2. Второй общей особенностью является типизирующее, классовое, общинно-групповое, партийное мышление. Человек рассматривается как представитель определенной общественной группы и как таковой представляет главные черты этой группы. Иосиф вполне в духе Аристотеля рисует собирательный идеальный портрет благочестивого человека — “Ступание имей кротко, глас умерен...” (Для сравнения: святой Нил заведомо признает физические и духовные различия между людьми — “разньство велие имеют телеса в крепости, яко медь от воска”, и, разумеется, не выстраивает собирательного типического образа). Для святого Иосифа еретик также является представителем определенного типа, такого, который заведомо вреден, в принципе не подлежит исправлению и которого надо выжигать каленым железом. Они для здешней жизни погибли навсегда, и относиться к ним нужно соответственно — физически и нравственно уничтожить. Наступая на нестяжателей, Иосиф провозглашает: “Где суть глаголющей, яко не подобаеть осужати ни еретика, ниже отступъника? Се убо явъствено есть, яко не точию осужати подобаеть, но и казнем лютымъ предавати...” [8] Ответ заволжцев: “...Все заволжьские старцы положили тому посланию старца Иосифа свидетельства от божественнаго Писания спротивно, что некающихся еретикоаъ и не покаряющихся ведено заточити, а кающихся еретиковъ и свою ересь проклинающих Церковь Божия приемлеть прострътыма дланма, грешных ради Сын Божий воплотися, прииде бо възыскати и спасти погыбших” [9].
Обращаясь к эпизоду с Гоголем, я хочу обратить внимание на одну особенность: Гоголь говорит от себя, Белинский — от имени передового общества, от имени тех, кому “тяжко зрелище угнетения чуждых ему людей”. Гоголь, разумеется, из их числам уже исключен. “Преступление” Гоголя состоит в том, что из “нашего” он становится “не нашим”, переходит в один лагерь с “литературным холопом” князем Вяземским [10]. Для Белинского общество разбито на группы, и отдельные люди вполне исчерпываются некоей общегрупповой характеристикой. Одна из таких групп, например — православное духовенство. Ничего доброго в нем нет. Оно “гнусное” и “находится во всеобщем презрении у русского народа”, который “по своей натуре глубоко атеистический”. Но вершиной группового деления, несомненно, является разбиение по критерию — “наш — не наш” [11]. Наши — передовые, не наши — отсталые, наши — прогрессивные, не наши — ретрограды, и т.п. [12] “Нашим” в кредит приписываются все добродетели, “не нашим” — пороки. Поэтому, кстати, самое страшное преступление — измена классу, группе. Гоголь был “нашими” вседушевно зачислен в передовые люди, в “великие вожди на пути сознания, развития и прогресса”, и вдруг громко провозгласил идеалы, которые прямо противоречат главным критериям передового существования — православность и верность трону. Вот и пришлось вождю группы с искренней сердечной болью отчислять Гоголя из числа передовых людей.

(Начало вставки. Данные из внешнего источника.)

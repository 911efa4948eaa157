// Hot-path benchmarks for the token ledger.
//
// Covers the direct transfer pipeline (pause + whitelist + checked
// arithmetic), delegated transfers, minting, and the balance query.

use criterion::{criterion_group, criterion_main, Criterion};

use fluwix_ledger::config::GenesisConfig;
use fluwix_ledger::identity::{Address, ADDRESS_LEN};
use fluwix_ledger::ledger::Ledger;

fn addr(byte: u8) -> Address {
    Address::from_bytes([byte; ADDRESS_LEN])
}

fn funded_ledger() -> Ledger {
    let operator = addr(0x01);
    let mut lg = Ledger::genesis(
        operator,
        GenesisConfig {
            token_name: "FluwixToken".into(),
            token_symbol: "FWX".into(),
            decimals: 18,
            initial_account: operator,
            initial_supply: u128::MAX / 2,
        },
    );
    lg.add_whitelist(operator, addr(0x02)).unwrap();
    lg
}

fn bench_transfer(c: &mut Criterion) {
    let mut lg = funded_ledger();
    c.bench_function("ledger/transfer", |b| {
        b.iter(|| lg.transfer(addr(0x01), addr(0x02), 1).unwrap());
    });
}

fn bench_transfer_from(c: &mut Criterion) {
    let mut lg = funded_ledger();
    lg.approve(addr(0x01), addr(0x03), u128::MAX).unwrap();
    c.bench_function("ledger/transfer_from", |b| {
        b.iter(|| {
            lg.transfer_from(addr(0x03), addr(0x01), addr(0x02), 1)
                .unwrap()
        });
    });
}

fn bench_mint(c: &mut Criterion) {
    let operator = addr(0x01);
    let mut lg = Ledger::genesis(
        operator,
        GenesisConfig {
            token_name: "FluwixToken".into(),
            token_symbol: "FWX".into(),
            decimals: 18,
            initial_account: operator,
            initial_supply: 0,
        },
    );
    c.bench_function("ledger/mint", |b| {
        b.iter(|| lg.mint(operator, addr(0x02), 1).unwrap());
    });
}

fn bench_balance_query(c: &mut Criterion) {
    let lg = funded_ledger();
    c.bench_function("ledger/balance_of", |b| {
        b.iter(|| lg.balance_of(addr(0x01)));
    });
}

criterion_group!(
    benches,
    bench_transfer,
    bench_transfer_from,
    bench_mint,
    bench_balance_query
);
criterion_main!(benches);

Та же ситуация и в начале XX века (с замечательным дополнением, что авторы “Вех” на примере Азефа и др. прямо описали в качестве одного из пороков передовой интеллигенции ее очень растяжимую моральную терпимость в отношении к “нашим” [13], предсказав тем самым будущую травлю самих себя как “не наших”). В то время, когда вся передовая интеллигенция напрягала все силы в неравной борьбе с силами реакции, “Вехи” выступили с неуместной и несвоевременной проповедью самоанализа и самокритики и подчеркнули факт морального саморазоблачения революционных сил. Партийно мыслящие люди справедливо восприняли выступление “Вех” как измену. “Справедливо”, потому что любые партийные цели относятся к социальным группам и только во вторую очередь — к отдельным людям. “Наши” — т.е. партийные труженики левых сил солидарно посчитали, что такое могли написать лишь враги, “не наши”. И поехал П. Н. Милюков с лекциями по России громить ренегатов и, конечно же, от имени “всей мыслящей России”, из которой он исключил Н. Бердяева, С. Булгакова, С. Франка.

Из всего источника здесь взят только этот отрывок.